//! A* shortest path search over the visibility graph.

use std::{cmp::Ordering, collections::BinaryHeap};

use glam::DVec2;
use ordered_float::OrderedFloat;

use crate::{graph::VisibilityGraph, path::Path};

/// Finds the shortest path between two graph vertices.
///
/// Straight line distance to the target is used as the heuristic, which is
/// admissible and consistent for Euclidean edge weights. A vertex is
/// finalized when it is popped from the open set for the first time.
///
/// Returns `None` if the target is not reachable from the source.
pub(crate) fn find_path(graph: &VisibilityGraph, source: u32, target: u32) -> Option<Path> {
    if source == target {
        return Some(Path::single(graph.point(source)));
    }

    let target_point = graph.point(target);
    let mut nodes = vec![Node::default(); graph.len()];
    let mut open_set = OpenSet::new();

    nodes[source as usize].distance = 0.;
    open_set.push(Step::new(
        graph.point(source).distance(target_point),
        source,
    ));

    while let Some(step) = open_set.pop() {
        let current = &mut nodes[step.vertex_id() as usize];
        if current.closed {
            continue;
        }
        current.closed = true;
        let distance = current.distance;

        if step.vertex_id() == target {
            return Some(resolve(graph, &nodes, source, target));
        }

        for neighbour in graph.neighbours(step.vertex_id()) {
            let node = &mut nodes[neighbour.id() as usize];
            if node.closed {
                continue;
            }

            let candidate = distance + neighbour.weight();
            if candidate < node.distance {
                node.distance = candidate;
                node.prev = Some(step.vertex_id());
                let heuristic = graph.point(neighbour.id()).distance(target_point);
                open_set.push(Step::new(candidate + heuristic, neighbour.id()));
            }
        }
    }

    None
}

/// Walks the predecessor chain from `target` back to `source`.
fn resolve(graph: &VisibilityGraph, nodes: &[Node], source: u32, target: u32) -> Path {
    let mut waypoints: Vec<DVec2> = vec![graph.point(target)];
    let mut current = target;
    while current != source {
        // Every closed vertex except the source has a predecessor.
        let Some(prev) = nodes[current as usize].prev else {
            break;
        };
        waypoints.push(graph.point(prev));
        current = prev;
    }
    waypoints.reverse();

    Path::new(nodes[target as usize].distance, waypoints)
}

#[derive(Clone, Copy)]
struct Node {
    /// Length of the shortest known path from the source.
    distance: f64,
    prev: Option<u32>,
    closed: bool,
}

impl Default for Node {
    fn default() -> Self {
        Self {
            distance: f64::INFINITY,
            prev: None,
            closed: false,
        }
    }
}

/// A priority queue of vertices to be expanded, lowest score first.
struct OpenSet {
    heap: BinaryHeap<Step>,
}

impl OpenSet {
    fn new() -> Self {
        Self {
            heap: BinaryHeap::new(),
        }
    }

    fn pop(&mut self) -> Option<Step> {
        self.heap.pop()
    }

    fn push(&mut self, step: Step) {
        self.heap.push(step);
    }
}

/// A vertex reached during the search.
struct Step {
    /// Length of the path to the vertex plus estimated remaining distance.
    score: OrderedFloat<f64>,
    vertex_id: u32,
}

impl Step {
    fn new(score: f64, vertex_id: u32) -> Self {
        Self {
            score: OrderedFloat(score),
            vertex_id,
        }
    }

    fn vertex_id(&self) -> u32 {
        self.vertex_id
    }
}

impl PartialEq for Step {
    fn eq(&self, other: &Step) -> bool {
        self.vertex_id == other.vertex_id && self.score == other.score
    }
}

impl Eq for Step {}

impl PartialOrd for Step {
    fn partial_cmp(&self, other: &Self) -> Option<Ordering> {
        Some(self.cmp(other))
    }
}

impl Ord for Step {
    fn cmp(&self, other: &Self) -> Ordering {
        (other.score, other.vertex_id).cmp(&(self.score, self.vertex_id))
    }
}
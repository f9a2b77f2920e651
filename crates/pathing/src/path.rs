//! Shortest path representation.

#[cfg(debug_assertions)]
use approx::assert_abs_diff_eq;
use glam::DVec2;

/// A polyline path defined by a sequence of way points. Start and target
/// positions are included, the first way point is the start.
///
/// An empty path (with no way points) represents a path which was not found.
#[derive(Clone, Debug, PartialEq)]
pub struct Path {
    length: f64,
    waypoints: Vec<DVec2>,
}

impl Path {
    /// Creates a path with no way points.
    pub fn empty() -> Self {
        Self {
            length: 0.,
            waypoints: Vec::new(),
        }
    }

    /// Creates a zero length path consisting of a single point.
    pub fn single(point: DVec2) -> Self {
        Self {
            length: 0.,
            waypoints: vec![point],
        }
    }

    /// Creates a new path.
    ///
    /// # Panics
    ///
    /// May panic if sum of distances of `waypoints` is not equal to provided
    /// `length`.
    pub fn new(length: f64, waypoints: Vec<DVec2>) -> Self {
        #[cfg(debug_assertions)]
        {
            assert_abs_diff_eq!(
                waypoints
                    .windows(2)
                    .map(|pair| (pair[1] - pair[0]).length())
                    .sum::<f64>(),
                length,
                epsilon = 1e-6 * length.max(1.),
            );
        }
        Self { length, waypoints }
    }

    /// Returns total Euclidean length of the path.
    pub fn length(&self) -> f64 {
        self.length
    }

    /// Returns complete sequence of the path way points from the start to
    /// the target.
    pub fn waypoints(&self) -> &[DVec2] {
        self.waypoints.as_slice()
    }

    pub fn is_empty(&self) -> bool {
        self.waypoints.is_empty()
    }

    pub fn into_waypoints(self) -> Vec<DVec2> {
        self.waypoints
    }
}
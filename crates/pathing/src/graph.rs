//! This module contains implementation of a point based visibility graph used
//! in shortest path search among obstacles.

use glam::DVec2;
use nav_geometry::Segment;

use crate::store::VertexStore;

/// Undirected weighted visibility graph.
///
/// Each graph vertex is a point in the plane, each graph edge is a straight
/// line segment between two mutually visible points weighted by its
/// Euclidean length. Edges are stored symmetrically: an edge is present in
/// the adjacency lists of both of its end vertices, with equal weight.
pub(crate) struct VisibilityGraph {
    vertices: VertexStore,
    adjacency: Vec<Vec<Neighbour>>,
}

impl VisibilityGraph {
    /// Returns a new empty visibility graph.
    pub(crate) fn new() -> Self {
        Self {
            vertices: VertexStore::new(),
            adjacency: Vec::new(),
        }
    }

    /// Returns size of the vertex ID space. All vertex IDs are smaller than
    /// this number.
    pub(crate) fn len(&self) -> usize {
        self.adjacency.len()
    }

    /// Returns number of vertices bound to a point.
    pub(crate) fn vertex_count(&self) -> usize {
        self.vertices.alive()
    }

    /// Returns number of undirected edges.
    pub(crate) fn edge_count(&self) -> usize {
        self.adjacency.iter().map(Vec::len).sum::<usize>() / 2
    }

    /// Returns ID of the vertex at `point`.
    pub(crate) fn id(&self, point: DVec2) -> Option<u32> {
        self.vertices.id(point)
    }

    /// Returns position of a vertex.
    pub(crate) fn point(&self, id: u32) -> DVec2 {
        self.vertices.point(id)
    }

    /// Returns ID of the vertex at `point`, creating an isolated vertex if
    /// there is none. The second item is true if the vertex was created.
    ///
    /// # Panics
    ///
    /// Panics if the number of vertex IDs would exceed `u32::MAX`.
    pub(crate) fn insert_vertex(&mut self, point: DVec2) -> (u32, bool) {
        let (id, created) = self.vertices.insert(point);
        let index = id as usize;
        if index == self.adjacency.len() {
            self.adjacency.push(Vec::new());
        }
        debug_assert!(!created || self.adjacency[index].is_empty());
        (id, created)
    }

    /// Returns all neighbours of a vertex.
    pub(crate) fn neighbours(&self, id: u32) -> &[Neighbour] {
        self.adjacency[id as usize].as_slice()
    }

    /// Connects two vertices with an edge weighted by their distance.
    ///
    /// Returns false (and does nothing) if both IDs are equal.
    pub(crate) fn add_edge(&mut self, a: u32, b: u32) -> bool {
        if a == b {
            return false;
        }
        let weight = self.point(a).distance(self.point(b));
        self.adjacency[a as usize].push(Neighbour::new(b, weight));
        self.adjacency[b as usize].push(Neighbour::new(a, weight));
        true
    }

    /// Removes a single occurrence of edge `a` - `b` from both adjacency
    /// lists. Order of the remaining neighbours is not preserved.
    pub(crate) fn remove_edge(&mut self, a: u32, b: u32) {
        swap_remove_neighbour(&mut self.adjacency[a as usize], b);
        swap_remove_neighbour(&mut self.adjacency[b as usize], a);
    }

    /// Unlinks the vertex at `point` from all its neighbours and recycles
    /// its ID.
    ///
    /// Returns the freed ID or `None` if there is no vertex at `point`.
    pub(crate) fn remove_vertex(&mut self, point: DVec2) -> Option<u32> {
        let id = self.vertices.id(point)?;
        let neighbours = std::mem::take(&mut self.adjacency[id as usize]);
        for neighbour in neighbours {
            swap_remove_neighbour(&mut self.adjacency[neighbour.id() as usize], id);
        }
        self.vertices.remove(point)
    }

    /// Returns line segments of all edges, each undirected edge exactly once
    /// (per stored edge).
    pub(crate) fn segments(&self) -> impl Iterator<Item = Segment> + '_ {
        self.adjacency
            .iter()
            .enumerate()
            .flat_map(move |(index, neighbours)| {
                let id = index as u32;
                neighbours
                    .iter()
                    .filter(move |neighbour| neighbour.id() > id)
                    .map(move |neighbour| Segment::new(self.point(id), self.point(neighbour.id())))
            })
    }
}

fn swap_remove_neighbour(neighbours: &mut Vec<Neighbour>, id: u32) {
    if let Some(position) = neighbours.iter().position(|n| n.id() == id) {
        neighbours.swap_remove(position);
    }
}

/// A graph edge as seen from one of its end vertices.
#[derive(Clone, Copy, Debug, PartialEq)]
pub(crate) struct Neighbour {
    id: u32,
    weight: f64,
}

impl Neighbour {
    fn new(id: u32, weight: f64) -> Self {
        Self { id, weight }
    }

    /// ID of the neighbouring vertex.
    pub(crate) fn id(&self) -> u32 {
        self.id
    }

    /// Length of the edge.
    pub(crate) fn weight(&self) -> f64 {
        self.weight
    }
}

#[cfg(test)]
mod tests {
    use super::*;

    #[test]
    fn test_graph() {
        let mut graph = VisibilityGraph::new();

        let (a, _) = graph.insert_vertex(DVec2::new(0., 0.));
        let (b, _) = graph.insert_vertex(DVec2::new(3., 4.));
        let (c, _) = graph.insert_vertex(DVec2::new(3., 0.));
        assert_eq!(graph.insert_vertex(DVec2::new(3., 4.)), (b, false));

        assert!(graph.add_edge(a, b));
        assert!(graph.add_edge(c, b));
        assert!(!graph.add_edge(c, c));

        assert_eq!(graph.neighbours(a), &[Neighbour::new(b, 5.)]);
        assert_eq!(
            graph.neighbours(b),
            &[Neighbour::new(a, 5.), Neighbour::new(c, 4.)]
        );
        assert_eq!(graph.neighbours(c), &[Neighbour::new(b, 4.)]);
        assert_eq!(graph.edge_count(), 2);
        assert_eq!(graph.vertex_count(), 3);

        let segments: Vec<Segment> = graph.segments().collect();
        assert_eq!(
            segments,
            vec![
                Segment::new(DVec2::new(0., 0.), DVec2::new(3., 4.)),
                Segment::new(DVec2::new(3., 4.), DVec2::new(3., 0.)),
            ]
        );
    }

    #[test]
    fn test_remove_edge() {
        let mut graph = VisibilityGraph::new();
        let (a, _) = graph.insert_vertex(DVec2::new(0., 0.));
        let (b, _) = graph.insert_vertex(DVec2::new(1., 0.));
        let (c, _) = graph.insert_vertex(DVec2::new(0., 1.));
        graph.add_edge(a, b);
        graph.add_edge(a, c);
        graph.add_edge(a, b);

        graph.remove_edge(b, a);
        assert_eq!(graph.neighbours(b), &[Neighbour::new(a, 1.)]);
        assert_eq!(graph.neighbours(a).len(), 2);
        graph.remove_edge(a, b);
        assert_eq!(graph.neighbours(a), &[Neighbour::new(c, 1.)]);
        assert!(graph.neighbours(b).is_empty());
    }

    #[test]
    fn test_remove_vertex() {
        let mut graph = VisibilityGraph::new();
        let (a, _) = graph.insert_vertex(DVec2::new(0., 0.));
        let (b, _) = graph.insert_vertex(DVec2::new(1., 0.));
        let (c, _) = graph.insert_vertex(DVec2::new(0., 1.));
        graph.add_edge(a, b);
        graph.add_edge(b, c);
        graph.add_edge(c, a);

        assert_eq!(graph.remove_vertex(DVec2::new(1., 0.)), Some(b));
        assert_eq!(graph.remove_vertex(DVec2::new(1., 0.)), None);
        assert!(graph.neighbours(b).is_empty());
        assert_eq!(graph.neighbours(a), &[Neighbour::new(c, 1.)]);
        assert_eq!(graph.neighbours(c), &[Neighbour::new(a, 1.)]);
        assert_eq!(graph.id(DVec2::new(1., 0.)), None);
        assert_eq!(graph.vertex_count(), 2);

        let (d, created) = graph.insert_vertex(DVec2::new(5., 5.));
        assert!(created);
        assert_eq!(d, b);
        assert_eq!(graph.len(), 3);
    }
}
───
■ **ASSIGNED TASK**
In the records above, find every line containing the word "Copy" and show it.

■ **OUTPUT BELOW**
#[derive(Clone, Copy)]
#[derive(Clone, Copy, Debug, PartialEq)]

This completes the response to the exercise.